Título: Aborto: OAB critica ministério
Autor: Luiz Orlando Carneiro
Fonte: Jornal do Brasil, 14/03/2005, País, p. A6

O Conselho Federal da Ordem dos Advogados do Brasil define, na reunião mensal marcada para hoje, a posição da instituição sobre a ''norma técnica'' do Ministério da Saúde que vai autorizar os médicos do Sistema Único de Saúde (SUS) a realizar aborto em mulheres cuja gravidez seja resultante de estupro, sem a exigência do boletim de ocorrência policial (BO). O criminalista e conselheiro da OAB pernambucana, Adhemar Rigueira, foi designado relator do caso pelo presidente da entidade, Roberto Busato, e já adiantou a sua opinião: ''A medida é uma porta aberta para a indústria do aborto''.

Ainda segundo Rigueira, o médico responsável pela ''interrupção da gravidez'' vai ficar ''exposto e poderá ser processado criminalmente, com base no artigo 126 do Código Penal'', que prevê pena de reclusão de um a quatro anos para quem ''provocar aborto com o consentimento da gestante''.

- Sem o BO - explica o conselheiro da OAB - o médico não vai ter em mãos qualquer instrumento garantindo que a solicitante do aborto foi realmente vítima de estupro. Ele fica sem um documento para se defender em eventual ação judicial.

O artigo 128 do CP dispõe que ''não se pune o aborto praticado por médico se não há outro meio de salvar a vida da gestante; se a gravidez resulta de estupro e o aborto é precedido de consentimento da gestante ou, quando incapaz, de seu representante legal''.

O diretor-adjunto do Departamento de Ações Programáticas do Ministério da Saúde, Adson França, defende a norma a ser publicada na próxima semana porque o CP, ao definir as situações em que o aborto é permitido, não exige a apresentação de nenhum documento. E argumenta que há casos em que a mulher grávida em conseqüência de estupro, muitas vezes, é ameaçada até de morte se der queixa na polícia.

O presidente da seccional da OAB da Bahia, Dinailton Oliveira, que chegou a Brasília para a reunião de hoje, também adiantou o seu voto. Para ele, o Ministério da Saúde só pode ''alterar as regras do jogo'' obtendo do Legislativo uma modificação da norma vigente.
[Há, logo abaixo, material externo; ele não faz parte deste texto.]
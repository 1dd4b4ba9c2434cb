use thiserror::Error;

#[derive(Error, Debug)]
pub enum PartsMasterError {
    #[error("設定エラー: {0}")]
    Config(String),

    #[error("ファイルが見つかりません: {0}")]
    FileNotFound(String),

    /// 画面表示と同じ文言で失敗を伝える
    #[error("{0}")]
    Failed(String),

    #[error(transparent)]
    Client(#[from] parts_master_common::Error),

    #[error("HTTPクライアントの初期化に失敗: {0}")]
    Http(#[from] reqwest::Error),

    #[error("JSON解析エラー: {0}")]
    JsonParse(#[from] serde_json::Error),

    #[error("IOエラー: {0}")]
    Io(#[from] std::io::Error),
}

pub type Result<T> = std::result::Result<T, PartsMasterError>;
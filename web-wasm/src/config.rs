//! ページ埋め込み設定の読み込み
//!
//! `<script id="app-config" type="application/json">` があればその内容を使う。
//! 無い・空・不正な場合は既定値。

use gloo::console;
use parts_master_common::ClientConfig;

pub const CONFIG_ELEMENT_ID: &str = "app-config";

pub fn load_config() -> ClientConfig {
    let content = web_sys::window()
        .and_then(|w| w.document())
        .and_then(|d| d.get_element_by_id(CONFIG_ELEMENT_ID))
        .and_then(|e| e.text_content());

    match content {
        Some(text) if !text.trim().is_empty() => match ClientConfig::from_json(&text) {
            Ok(config) => config,
            Err(e) => {
                console::error!(format!("設定を読み込めません（既定値を使用）: {}", e));
                ClientConfig::default()
            }
        },
        _ => ClientConfig::default(),
    }
}

#[cfg(all(target_arch = "wasm32", test))]
mod wasm_tests {
    use super::*;
    use wasm_bindgen_test::*;

    wasm_bindgen_test_configure!(run_in_browser);

    #[wasm_bindgen_test]
    fn wasm_load_config_defaults_without_element() {
        let config = load_config();
        assert_eq!(config, ClientConfig::default());
    }

    #[wasm_bindgen_test]
    fn wasm_load_config_from_script_element() {
        let document = web_sys::window().unwrap().document().unwrap();
        let script = document.create_element("script").unwrap();
        script.set_id(CONFIG_ELEMENT_ID);
        script.set_text_content(Some(r#"{"message_timeout_ms": 1000}"#));
        document.body().unwrap().append_child(&script).unwrap();

        let config = load_config();
        assert_eq!(config.message_timeout_ms, 1000);

        script.remove();
    }
}
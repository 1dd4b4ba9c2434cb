//! エラー型定義
//!
//! 入力検証エラー・サーバー報告エラー・通信エラーを区別する。
//! 画面上は Server と Transport を同じように表示するが、
//! 表示文言（「エラー: 」接頭辞の有無）が異なる。

use thiserror::Error;

/// サーバーが error 文字列を返さなかった場合の表示
pub const UNKNOWN_SERVER_ERROR: &str = "不明なエラー";

/// 共通エラー型
#[derive(Error, Debug)]
pub enum Error {
    /// 入力検証エラー（ネットワークには到達しない）
    #[error("{0}")]
    Validation(String),

    /// サーバーが `success: false` で返したエラー（そのまま表示）
    #[error("{0}")]
    Server(String),

    /// 通信エラー
    #[error("エラー: {0}")]
    Transport(String),

    /// レスポンスのJSON解析エラー
    #[error("エラー: {0}")]
    Json(#[from] serde_json::Error),

    #[error("Config error: {0}")]
    Config(String),
}

impl Error {
    /// サーバーのerror文字列からエラーを作る（欠落時は既定文言）
    pub fn server(message: Option<String>) -> Self {
        match message {
            Some(text) if !text.trim().is_empty() => Error::Server(text),
            _ => Error::Server(UNKNOWN_SERVER_ERROR.to_string()),
        }
    }
}

/// Result型エイリアス
pub type Result<T> = std::result::Result<T, Error>;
- Faz parte da democracia o Executivo dirigir-se ao Legislativo para tentar mudar as leis do país - acrescentou o conselheiro baiano. Ao contrário do que o presidente Luiz Inácio Lula da Silva pregou na campanha eleitoral, seu governo tem preferido usar o expediente de ''medidas provisórias'', sem submetê-las ao Congresso.

Na semana passada, o presidente do Supremo Tribunal federal, ministro Nelson Jobim, chamara a atenção para o fato de que decisões do Conselho Nacional de Saúde não têm validade de normas jurídicas e que - mesmo no caso do aborto não criminalizado pelo Código Penal - tais resoluções não garantem impunidade a quem provoca ou pratica o aborto.